Tuesday, April 13, 2010
An Encounter with Chantal's Vision
Eclipse has done it again giving the world introduction to another filmmaker who deserves recognition. I should probably already have been acquainted with Chantal Akerman, a Belgian has developed quite a body of work in the last forty years or so, but somehow her work has eluded me.

Chantal Akerman in the Seventies contains five films on three CDs. I have so far seen the first one that features three films from her time in New York in the early seventies. Le Chambre consists of a thirteen minute tracking shot of an apartment and Ackerman on her bed. It is the kind of experimental film that many film students have created over the decades, but there is enough assurance and surprise in it, that it is not simply superfluous exercise. Hotel Monterey is an hour's worth of silent images that explore a run down Manhattan Hotel ala Chelsea. The quality of the images in Monterey and their continuity structure (we go from the lower floors to the roof) maintain interest for the viewer, particularly one who is going to engage with such a work.

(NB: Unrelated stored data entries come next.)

impl SlackGateway {
    pub fn new(bot_token: impl Into<String>, team_id: Option<String>) -> Result<Self, GatewayError> {
        Self::with_api_base(DEFAULT_API_BASE, bot_token, team_id)
    }

    /// Builds a gateway against a custom endpoint base. Tests point this at
    /// a local mock server.
    pub fn with_api_base(
        api_base: &str,
        bot_token: impl Into<String>,
        team_id: Option<String>,
    ) -> Result<Self, GatewayError> {
        let mut headers = reqwest::header::HeaderMap::new();
        headers.insert(
            reqwest::header::USER_AGENT,
            reqwest::header::HeaderValue::from_static("slack-mcp-server"),
        );
        headers.insert(
            reqwest::header::ACCEPT,
            reqwest::header::HeaderValue::from_static("application/json"),
        );
        let http = reqwest::Client::builder()
            .default_headers(headers)
            .timeout(REQUEST_TIMEOUT)
            .build()
            .map_err(|err| GatewayError::new("create api client", err.to_string()))?;

        Ok(Self {
            http,
            api_base: api_base.trim_end_matches('/').to_string(),
            bot_token: bot_token.into().trim().to_string(),
            team_id: team_id.filter(|value| !value.trim().is_empty()),
        })
    }

    /// Lists channels via `conversations.list`.
    pub async fn list_channels(
        &self,
        options: ListChannelsOptions,
    ) -> Result<ChannelPage, GatewayError> {
        const CAPABILITY: &str = "list channels";
        let mut query = vec![
            ("exclude_archived", options.exclude_archived.to_string()),
            ("types", options.types),
            ("limit", options.limit.to_string()),
        ];
        if let Some(cursor) = options.cursor {
            query.push(("cursor", cursor));
        }

        let response: ConversationsListResponse = self
            .call(CAPABILITY, self.get("conversations.list").query(&query))
            .await?;
        if !response.ok {
            return Err(GatewayError::new(CAPABILITY, remote_error(response.error)));
        }
        Ok(ChannelPage {
            channels: response.channels,
            next_cursor: normalize_cursor(response.response_metadata),
        })
    }

    /// Lists channel history, or thread replies when `thread_ts` is set.
    ///
    /// `include_all_metadata` is accepted on both paths but only honored on
    /// the history path; `conversations.replies` does not support it.
    pub async fn list_messages(
        &self,
        options: ListMessagesOptions,
    ) -> Result<MessagePage, GatewayError> {
        const CAPABILITY: &str = "list messages";
        let mut query = vec![
            ("channel", options.channel),
            ("limit", options.limit.to_string()),
            ("inclusive", options.inclusive.to_string()),
        ];
        if let Some(cursor) = options.cursor {
            query.push(("cursor", cursor));
        }
        if let Some(oldest) = options.oldest {
            query.push(("oldest", oldest));
        }
        if let Some(latest) = options.latest {
            query.push(("latest", latest));
        }

        let request = match options.thread_ts {
            Some(thread_ts) => {
                query.push(("ts", thread_ts));
                self.get("conversations.replies").query(&query)
            }
            None => {
                query.push((
                    "include_all_metadata",
                    options.include_all_metadata.to_string(),
                ));
                self.get("conversations.history").query(&query)
            }
        };

        let response: ConversationsHistoryResponse = self.call(CAPABILITY, request).await?;
        if !response.ok {
            return Err(GatewayError::new(CAPABILITY, remote_error(response.error)));
        }
        Ok(MessagePage {
            messages: response.messages,
            has_more: response.has_more.unwrap_or(false),
            next_cursor: normalize_cursor(response.response_metadata),
        })
    }

    /// Lists threads by fetching channel history and keeping messages with
    /// `reply_count > 0`; the root message `ts` is the thread identity.
    ///
    /// A thread whose root scrolled out of the requested window or `limit`
    /// is missed. That gap is inherited from the history-based heuristic and
    /// kept for behavior compatibility.
    pub async fn list_threads(
        &self,
        options: ListThreadsOptions,
    ) -> Result<ThreadPage, GatewayError> {
        const CAPABILITY: &str = "list threads";
        let mut query = vec![
            ("channel", options.channel),
            ("limit", options.limit.to_string()),
        ];
        if let Some(cursor) = options.cursor {
            query.push(("cursor", cursor));
        }
        if let Some(oldest) = options.oldest {
            query.push(("oldest", oldest));
        }
        if let Some(latest) = options.latest {
            query.push(("latest", latest));
        }

        let response: ConversationsHistoryResponse = self
            .call(CAPABILITY, self.get("conversations.history").query(&query))
            .await?;
        if !response.ok {
            return Err(GatewayError::new(CAPABILITY, remote_error(response.error)));
        }

        let threads = response
            .messages
            .into_iter()
            .filter(|message| message.reply_count.unwrap_or(0) > 0)
            .map(|message| Thread {
                thread_ts: message.ts.clone(),
                reply_count: message.reply_count.unwrap_or(0),
                reply_users_count: message.reply_users_count.unwrap_or(0),
                latest_reply: message
                    .latest_reply
                    .clone()
                    .unwrap_or_else(|| message.ts.clone()),
                reply_users: message.reply_users.clone().unwrap_or_default(),
                root_message: Some(message),
            })
            .collect();

        Ok(ThreadPage {
            threads,
            has_more: response.has_more.unwrap_or(false),
            next_cursor: normalize_cursor(response.response_metadata),
        })
    }

    /// Fetches a single channel. Absence (and any lookup failure) is `None`,
    /// never an error.
    pub async fn get_channel_info(&self, channel_id: &str) -> Option<Channel> {
        let query = [("channel", channel_id)];
        let response: ConversationsInfoResponse = self
            .call(
                "get channel info",
                self.get("conversations.info").query(&query),
            )
            .await
            .ok()?;
        if !response.ok {
            return None;
        }
        response.channel
    }

    /// Searches messages via `search.messages`. Each match carries a derived
    /// ISO timestamp next to the raw `ts`.
    pub async fn search_messages(&self, options: SearchOptions) -> Result<SearchPage, GatewayError> {
        const CAPABILITY: &str = "search messages";
        let query = vec![
            ("query", options.query),
            ("count", options.count.to_string()),
            ("page", options.page.to_string()),
            ("highlight", options.highlight.to_string()),
            ("sort", options.sort.as_str().to_string()),
            ("sort_dir", options.sort_dir.as_str().to_string()),
        ];

        let response: SearchMessagesResponse = self
            .call(CAPABILITY, self.get("search.messages").query(&query))
            .await?;
        if !response.ok {
            return Err(GatewayError::new(CAPABILITY, remote_error(response.error)));
        }

        let body = response.messages.unwrap_or_default();
        let messages = body
            .matches
            .into_iter()
            .map(|hit| SearchMatch {
                channel: hit.channel,
                message: SearchedMessage {
                    timestamp: ts_to_iso8601(&hit.ts),
                    ts: hit.ts,
                    text: hit.text,
                    user: hit.user,
                },
            })
            .collect();

        Ok(SearchPage {
            messages,
            total: body.total,
            page: body.paging.page,
            pages: body.paging.pages,
        })
    }

    /// Fetches a single user. Absence (and any lookup failure) is `None`.
    pub async fn get_user_info(&self, user_id: &str) -> Option<User> {
        let query = [("user", user_id)];
        let response: UsersInfoResponse = self
            .call("get user info", self.get("users.info").query(&query))
            .await
            .ok()?;
        if !response.ok {
            return None;
        }
        response.user
    }

    /// Lists workspace members via `users.list`. Soft-deleted members are
    /// included; filtering them is a presentation concern.
    pub async fn list_users(&self, options: ListUsersOptions) -> Result<UserPage, GatewayError> {
        const CAPABILITY: &str = "list users";
        let mut query = vec![
            ("limit", options.limit.to_string()),
            ("include_locale", options.include_locale.to_string()),
        ];
        if let Some(cursor) = options.cursor {
            query.push(("cursor", cursor));
        }

        let response: UsersListResponse = self
            .call(CAPABILITY, self.get("users.list").query(&query))
            .await?;
        if !response.ok {
            return Err(GatewayError::new(CAPABILITY, remote_error(response.error)));
        }
        Ok(UserPage {
            users: response.members,
            next_cursor: normalize_cursor(response.response_metadata),
        })
    }

    /// Lists bookmarks attached to a channel. The remote API exposes no
    /// pagination here.
    pub async fn list_bookmarks(&self, channel_id: &str) -> Result<Vec<Bookmark>, GatewayError> {
        const CAPABILITY: &str = "list bookmarks";
        let query = [("channel_id", channel_id)];
        let response: BookmarksListResponse = self
            .call(CAPABILITY, self.get("bookmarks.list").query(&query))
            .await?;
        if !response.ok {
            return Err(GatewayError::new(CAPABILITY, remote_error(response.error)));
        }
        Ok(response.bookmarks)
    }

    /// Lists uploaded files via `files.list`, optionally filtered by
    /// channel, user, time range, and type.
    pub async fn list_files(&self, options: ListFilesOptions) -> Result<FilePage, GatewayError> {
        const CAPABILITY: &str = "list files";
        let mut query = vec![
            ("count", options.count.to_string()),
            ("page", options.page.to_string()),
        ];
        if let Some(channel) = options.channel {
            query.push(("channel", channel));
        }
        if let Some(user) = options.user {
            query.push(("user", user));
        }
        if let Some(ts_from) = options.ts_from {
            query.push(("ts_from", ts_from));
        }
        if let Some(ts_to) = options.ts_to {
            query.push(("ts_to", ts_to));
        }
        if let Some(types) = options.types {
            query.push(("types", types));
        }

        let response: FilesListResponse = self
            .call(CAPABILITY, self.get("files.list").query(&query))
            .await?;
        if !response.ok {
            return Err(GatewayError::new(CAPABILITY, remote_error(response.error)));
        }
        Ok(FilePage {
            files: response.files,
            paging: response.paging,
        })
    }

    /// Adds an emoji reaction. Reacting twice with the same emoji is
    /// success: the desired end state already holds.
    pub async fn add_reaction(
        &self,
        channel: &str,
        timestamp: &str,
        name: &str,
    ) -> Result<bool, GatewayError> {
        self.toggle_reaction("add reaction", "reactions.add", "already_reacted", channel, timestamp, name)
            .await
    }

    /// Removes an emoji reaction. Removing an absent reaction is success.
    pub async fn remove_reaction(
        &self,
        channel: &str,
        timestamp: &str,
        name: &str,
    ) -> Result<bool, GatewayError> {
        self.toggle_reaction("remove reaction", "reactions.remove", "no_reaction", channel, timestamp, name)
            .await
    }

    async fn toggle_reaction(
        &self,
        capability: &'static str,
        method: &str,
        idempotent_error: &str,
        channel: &str,
        timestamp: &str,
        name: &str,
    ) -> Result<bool, GatewayError> {
        let payload = json!({
            "channel": channel,
            "timestamp": timestamp,
            "name": name,
        });
        let response: ReactionResponse = self
            .call(
                capability,
                self.http
                    .post(self.endpoint(method))
                    .bearer_auth(&self.bot_token)
                    .json(&payload),
            )
            .await?;
        if response.ok {
            return Ok(true);
        }
        match response.error.as_deref() {
            Some(error) if error == idempotent_error => Ok(true),
            other => Err(GatewayError::new(
                capability,
                other.unwrap_or("unknown error").to_string(),
            )),
        }
    }

    /// Fetches workspace identity via `team.info`. Absence (and any lookup
    /// failure) is `None`.
    pub async fn get_workspace_info(&self) -> Option<TeamInfo> {
        let mut query: Vec<(&str, String)> = Vec::new();
        if let Some(team_id) = &self.team_id {
            query.push(("team", team_id.clone()));
        }
        let response: TeamInfoResponse = self
            .call("get workspace info", self.get("team.info").query(&query))
            .await
            .ok()?;
        if !response.ok {
            return None;
        }
        response.team
    }

    /// Resolves the authenticated identity via `auth.test`. Used for startup
    /// verification and for answering "who am I".
    pub async fn get_auth_info(&self) -> Option<AuthInfo> {
        let response: AuthTestResponse = self
            .call(
                "get auth info",
                self.http
                    .post(self.endpoint("auth.test"))
                    .bearer_auth(&self.bot_token),
            )
            .await
            .ok()?;
        if !response.ok {
            return None;
        }
        Some(AuthInfo {
            user_id: response.user_id?,
            team_id: response.team_id?,
            bot_id: response.bot_id,
        })
    }

    fn endpoint(&self, method: &str) -> String {
        format!("{}/{method}", self.api_base)
    }

    fn get(&self, method: &str) -> reqwest::RequestBuilder {
        self.http
            .get(self.endpoint(method))
            .bearer_auth(&self.bot_token)
    }

    async fn call<T>(
        &self,
        capability: &'static str,
        request: reqwest::RequestBuilder,
    ) -> Result<T, GatewayError>
    where
        T: DeserializeOwned,
    {
        let response = request
            .send()
            .await
            .map_err(|err| GatewayError::new(capability, err.to_string()))?;
        let status = response.status();
        if !status.is_success() {
            let body = response.text().await.unwrap_or_default();
            return Err(GatewayError::new(
                capability,
                format!(
                    "status {}: {}",
                    status.as_u16(),
                    truncate_for_error(&body, 320)
                ),
            ));
        }
        response
            .json::<T>()
            .await
            .map_err(|err| GatewayError::new(capability, format!("undecodable response: {err}")))
    }
}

News from Home is the longest and most intriguing of the films on the first disc. Letters and the two shorter films benefit exceptionally from the camera work of Babette Mangolte. The last time I saw such lovely saturation in colors in urban photography was the work that Robby Muller did for Wim Wenders in films like Paris, Texas and The American Friend. Mangolte's images of New York, particularly at dawn and twilight are stunning, but mostly in a quiet way.

Letters is filled with long takes. There are several low angle shots of alley ways and abandoned streets. The camera is also placed in the subway systems and street corners where we see the comings and goings of city inhabitants. This is not Koyaanisqatsi. There is no Philip Glass music, only natural sounds and occasionally Akerman reading letters from her mother. The letters draw the viewer in with pieces of information about her family and insights into their relationship with her. There is something universal and haunting about a mother's words coping with the geographical distance and adult passage of her daughter that is universal. And something about these personal words that contrast well with the images of the city and its various rhythms.Additionally, Akerman in News has serviced posterity with an amazing time capsule of how urban seventies looked and felt. There is one particularly long tracking shot traveling that was like time travel for me.
But most profoundly, there is the film's final shot taken on a foggy day apparently from a New York ferrry. As is the case throughout News, this take is long and interupted but the last decade gives the shot an added poignancy that the filmmaker could not have predicted or intended because there are two large structures on the left side of the island that are not with us anymore.
My queue will soon see the inclusion of the other Akerman Eclipse films and I am intrigued to see how this artist's experimental film aesthetic was incorporated into her fiction films. I am sure that it this was executed in all kinds of intriguing and beguiling ways. Afterall the type of films on the first disc explore time and structure close to the DNA of cinema. And Akerman's bios often mention that she decided that filmmaking would be her fate after she saw Godard's Pierrot le fou at fifteen years old.